Правда это или нет, но я слышал, что даже все декорации уничтожили. Чтобы духа он него не осталось. Это мне рассказывал еще Михаил Николаевич Анастасьев. Ну, тут делать нечего: театральная психология. И всё-таки «Лейли и Меджнун» был более профессионально написан, чем «Легенда о любви». «Легенда о любви» попроще, более напевная.
А «Дон Кихота» я играл с легендарным Юрием Федоровичем Файером.
— Насколько я понимаю, колоритная он был личность?

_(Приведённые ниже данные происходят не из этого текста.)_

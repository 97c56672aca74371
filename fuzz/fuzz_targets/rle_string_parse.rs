//! Fuzz target for compressed RLE strings.
//!
//! Feeds arbitrary strings to the RLE unpacker and, when they unpack,
//! checks that packing the runs again yields a string that unpacks to the
//! same runs.

#![no_main]

use labelspace::rle::{rle_to_string, string_to_rle};
use libfuzzer_sys::fuzz_target;

fuzz_target!(|data: &[u8]| {
    if data.len() > 64 * 1024 {
        return;
    }
    let Ok(s) = std::str::from_utf8(data) else {
        return;
    };

    if let Ok(runs) = string_to_rle(s) {
        let packed = rle_to_string(&runs);
        assert_eq!(string_to_rle(&packed).ok(), Some(runs));
    }
});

— То, что я буду рассказывать дальше, можно было бы назвать «Анекдоты старого музыканта».
Конечно, Файер был замечательный, опытный балетный дирижер. Прекрасно всё делал «под ноги». Хотя есть легенда, что он под пианино наизусть учил всего Прокофьева. Считалось, что он плохо видит. Вот он идет по проходу. Подходит к центру. В центре у него большой дирижерский пульт. Правой рукой он ищет пульт, а левая четко ложится на огромную грудь одной из наших альтисток. Причем лежит долго. Он на нее опирается, она даже ему потом помогает подняться.
Да, видит он плохо. Но как-то сразу попадает туда… Не было случая, чтобы мимо. Идет-идет и раз — ага, попал, а дальше — за пульт.
Он был грузный. Носил нейлоновую белую рубашку с довольно мелкими застежками. Начинал дирижировать. Примерно к середине первого действия расстегивалась одна пуговица и появлялся первый живот. К третьей четверти — две… Я не знаю, сколько их всего было. Но я с ним играл до трех животов. Шел, застегивался в антракте. Потом по новой.
Но самое замечательное у него было — это его «тррррр-бах». А так как в балете очень много таких предыктов, на них просто хулиганили. «Дон Кихот». На «тррррр» виолончелисты приподнимали свои виолончельные подставочки и на «бах» их опускали. В этот момент всё, что могло упасть, тоже падало. Это было что-то страшное…
— Юрий Федорович как-то на это реагировал?
— Дирижировал и всё. Вокруг него всегда было шумно, эмоциональный он был человек… Как-то в оркестре договорились молчать на репетиции. Он что-то говорит, — а в ответ молчание. Ровно 10 минут. Он не выдержал и, картавя, говорит: «Прекратите безобразие!» (Смеется.)
Когда я в первый раз играл «Дон Кихота», то услышал знаменитое соло виолончели. Там же за первым пультом тоже разные люди сидели. А это какой-то особенно выразительный дядя. Какой-то такой романс, с глиссами, с подъездами…
Он вышел, — его окружают люди: «Гениально!!!» Я думаю: «Батюшки-светы, куда же я попал!» Какие-то остатки Одессы слили, и все они оказались в Большом театре. Речь об уровне культуры. Храм культуры… Я в это время еще «Чакону» Баха учил. Господи, помилуй, был такой контраст!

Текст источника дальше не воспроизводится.